Lymphatic capillaries have thin walls, only as thick as a single cell. The cells overlap each other so that interstitial fluid easily enters the capillaries.
Lymphatic capillaries are closed at one end. They contain a mini-valve that lets interstitial fluid flow into but not out of them.
Lymphatic capillaries consist of:
- Endothelial cells, which line the capillary walls.
- Basement membrane, which supports the endothelial cells.
- Mini-valves, which let lymph flow into the capillaries but not out of them.
- Anchoring filaments, which contain elastic fibers and attach the endothelial cells to fibroblast cells in connective tissue.
Where are the lymphatic capillaries located?
Lymph capillaries are found between cells (in the interstitial space). These capillaries are in the tissues of every organ in your body, except for your:
- Avascular tissues, meaning body tissue without blood vessels. Avascular tissues include cartilage, the cornea and lens of your eye and the epithelial (outermost) layer of your skin.
- The central nervous system, including your brain and spinal cord.
Conditions and Disorders
What conditions affect the lymphatic capillaries?
Conditions that affect the lymphatic capillaries include:
- Adult Hodgkin’s lymphoma and adult non-Hodgkin’s lymphoma: These two types of cancer develop in the lymph system. They begin in white blood cells called lymphocytes.
- Edema: Interstitial fluid builds up in tissues faster than your body can remove it, causing swelling.
- Elephantiasis (lymphatic filariasis): A blockage of your lymphatic system leads to a backup of lymphatic fluid. This blockage results in swelling of various body parts, usually in your arms, legs or genitals. Mosquito bites that carry parasitic worms cause elephantiasis.
- Lymphangitis: Wounds or cuts infected due to viruses or bacteria lead to inflammation of the lymphatic vessels.
- Lymphedema: Excess lymph collects in your body’s soft tissues, usually the arms or legs, and causes swelling. Lymphedema can be genetic or caused by disease or damage to your lymph nodes, often by cancer treatment, surgery or recurrent infection to the limbs, such as cellulitis.
How do I care for my lymphatic capillaries?

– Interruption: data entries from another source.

use std::fs::File;
use std::io::{self, Write};
use std::path::PathBuf;
use std::time::Instant;

use clap::Parser;
use log::{error, info, Level};

use cookbook_import::events::Tee;
use cookbook_import::{CookbookImporter, EventSink, ImportConfig, LogSink, RecordingSink};

#[derive(Parser)]
#[command(
    name = "cookbook-import",
    about = "Import a LaTeX recipe collection into SQLite"
)]
struct Cli {
    /// TOML configuration file (default: ./cookbook.toml if present)
    #[arg(short, long)]
    config: Option<PathBuf>,
    /// Directory holding the manifest and recipe documents
    #[arg(short, long)]
    root: Option<PathBuf>,
    /// SQLite database to create the tables in
    #[arg(short, long)]
    database: Option<PathBuf>,
    /// Delimited tag table joined onto recipes by title
    #[arg(short, long)]
    tags: Option<PathBuf>,
    /// Parse only and print the result as JSON
    #[arg(long)]
    dry_run: bool,
    /// Also append log output to this file
    #[arg(long)]
    log_file: Option<PathBuf>,
}

/// Writes log lines to stderr and to a file
struct LogTee {
    file: File,
}

impl Write for LogTee {
    fn write(&mut self, buf: &[u8]) -> io::Result<usize> {
        io::stderr().write_all(buf)?;
        self.file.write_all(buf)?;
        Ok(buf.len())
    }

    fn flush(&mut self) -> io::Result<()> {
        io::stderr().flush()?;
        self.file.flush()
    }
}

fn init_logging(log_file: Option<&PathBuf>) -> io::Result<()> {
    let mut builder =
        env_logger::Builder::from_env(env_logger::Env::default().default_filter_or("info"));
    if let Some(path) = log_file {
        let file = File::options().create(true).append(true).open(path)?;
        builder.target(env_logger::Target::Pipe(Box::new(LogTee { file })));
    }
    builder.init();
    Ok(())
}

fn main() -> Result<(), Box<dyn std::error::Error>> {
    let cli = Cli::parse();
    init_logging(cli.log_file.as_ref())?;

    let t0 = Instant::now();
    info!("Start import");

    let config = ImportConfig::load(cli.config.as_deref())?;
    let mut builder = CookbookImporter::builder().config(config);
    if let Some(root) = cli.root {
        builder = builder.root(root);
    }
    if let Some(database) = cli.database {
        builder = builder.database(database);
    }
    if let Some(tags) = cli.tags {
        builder = builder.tags(tags);
    }
    let importer = builder.build()?;

    let recorded = RecordingSink::new();
    let sink = Tee(&LogSink, &recorded);
    let sink: &dyn EventSink = &sink;

    let result = if cli.dry_run {
        importer.parse(sink)
    } else {
        importer.run(sink)
    };
    let cookbook = match result {
        Ok(cookbook) => cookbook,
        Err(e) => {
            error!("Import failed: {e}");
            return Err(e.into());
        }
    };

    if cli.dry_run {
        println!("{}", serde_json::to_string_pretty(&cookbook)?);
    } else {
        info!(
            "Wrote {} recipes and {} ingredients to {}",
            cookbook.recipes.len(),
            cookbook.ingredients.len(),
            importer.config().paths.database.display()
        );
    }

    let warnings = recorded.at_level(Level::Warn).len();
    let review = cookbook.rows_needing_review();
    if warnings > 0 || review > 0 {
        info!("{warnings} warnings, {review} ingredient rows need review");
    }
    info!("Runtime: {:.2?}", t0.elapsed());
    Ok(())
}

You can take care of your capillaries by:
- Drinking water and staying hydrated so that lymph can move easily through your body.
- Limiting exposure to toxic chemicals (as in cleaning products or pesticides). A buildup of chemicals can make it harder for your body to filter waste.

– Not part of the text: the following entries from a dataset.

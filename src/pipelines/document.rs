use crate::config::{ImportConfig, Replacement};
use crate::events::{EventSink, Scoped};
use crate::extractors::{Extractor, IngredientExtractor, InstructionExtractor};
use crate::model::{Recipe, RecipeDocument};
use crate::ImportError;
use log::debug;
use std::path::Path;

/// Applies every replacement pair in order
pub fn apply_replacements(text: &str, replacements: &[Replacement]) -> String {
    replacements
        .iter()
        .filter(|r| !r.from.is_empty())
        .fold(text.to_string(), |acc, r| acc.replace(&r.from, &r.to))
}

/// Argument of the first command in the document, e.g. `\recipe{Apfelkuchen}`
pub fn extract_title(text: &str) -> Option<String> {
    let head = &text[..text.find('}')?];
    let title = head.rsplit('{').next().unwrap_or(head).trim();
    (!title.is_empty()).then(|| title.to_string())
}

/// Turns one recipe document into a recipe and its ingredient rows
#[derive(Debug, Clone)]
pub struct DocumentParser {
    replacements: Vec<Replacement>,
    ingredients: IngredientExtractor,
    instructions: InstructionExtractor,
}

impl Default for DocumentParser {
    fn default() -> Self {
        Self::new(&ImportConfig::default())
    }
}

impl DocumentParser {
    pub fn new(config: &ImportConfig) -> Self {
        Self {
            replacements: config.markup.replacements.clone(),
            ingredients: IngredientExtractor::new(config),
            instructions: InstructionExtractor::new(config),
        }
    }

    /// Reads a document and applies the configured replacements
    pub fn load(&self, path: &Path) -> Result<String, ImportError> {
        let text = std::fs::read_to_string(path).map_err(|e| ImportError::io(path, e))?;
        Ok(apply_replacements(&text, &self.replacements))
    }

    /// `origin` names the document in errors, usually its file name
    pub fn parse(
        &self,
        text: &str,
        origin: &str,
        sink: &dyn EventSink,
    ) -> Result<RecipeDocument, ImportError> {
        let title =
            extract_title(text).ok_or_else(|| ImportError::MissingTitle(origin.to_string()))?;
        let sink = Scoped::new(sink, "recipe", title.clone());

        let ingredients = self.ingredients.parse(text, &sink)?;
        let instructions = self.instructions.parse(text, &sink)?;
        debug!(
            "{}: {} ingredients, {} portions",
            title,
            ingredients.len(),
            instructions.standard_portions
        );

        Ok(RecipeDocument {
            recipe: Recipe {
                id: 0,
                name: title,
                standard_portions: instructions.standard_portions,
                source: instructions.source,
                instructions: instructions.text,
                tags: Default::default(),
            },
            ingredients,
        })
    }
}

#[cfg(test)]
mod tests {
    use super::*;
    use crate::events::RecordingSink;

    #[test]
    fn test_replacements_apply_in_order() {
        let replacements = vec![
            Replacement {
                from: "\\textonehalf".to_string(),
                to: "0.5".to_string(),
            },
            Replacement {
                from: "Hand voll".to_string(),
                to: "Handvoll".to_string(),
            },
        ];
        assert_eq!(
            apply_replacements("\\textonehalf & Hand voll Nüsse", &replacements),
            "0.5 & Handvoll Nüsse"
        );
    }

    #[test]
    fn test_extract_title() {
        assert_eq!(
            extract_title("\\recipe{Apfelkuchen}\n\\begin{tabular}{ll}").as_deref(),
            Some("Apfelkuchen")
        );
        assert_eq!(extract_title("kein Titel"), None);
        assert_eq!(extract_title("\\recipe{ }"), None);
    }

    #[test]
    fn test_parse_without_title_fails() {
        let err = DocumentParser::default()
            .parse("nur Text", "leer.tex", &RecordingSink::new())
            .unwrap_err();
        assert!(matches!(err, ImportError::MissingTitle(ref o) if o == "leer.tex"));
    }

    #[test]
    fn test_events_carry_the_recipe_title() {
        let sink = RecordingSink::new();
        DocumentParser::default()
            .parse("\\recipe{Toast}", "toast", &sink)
            .unwrap();

        let events = sink.events();
        assert_eq!(events.len(), 2);
        assert!(events.iter().all(|e| e.get("recipe") == Some("Toast")));
    }
}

- Living an active lifestyle.
- Maintaining a healthy weight.
- Visiting your doctor immediately if you suspect a cut has become infected.
Frequently Asked Questions
When should I call a doctor about my lymphatic capillaries?
It’s important to stay current with preventive care, including annual physical exams. That way, your healthcare provider can detect problems at an early stage.
Contact your healthcare provider if you experience symptoms including:
- Cuts or wounds that don’t heal quickly.
- Extreme fatigue that lasts for more than a few weeks.
- Unexplained swelling that lasts for more than a few weeks or impacts your daily activities.
A note from Cleveland Clinic
Lymphatic capillaries are tiny vessels found in the tissues of most organs in your body. They transport and filter lymphatic fluid (lymph) from your body’s cells and tissues. Lymph capillaries help to keep consistent blood pressure and volume and prevent fluid buildup. Though several conditions can affect lymphatic capillaries, you can reduce your risk by living a healthy lifestyle and seeing your doctor regularly. Lymphedema is a chronic condition that most often requires non-surgical management.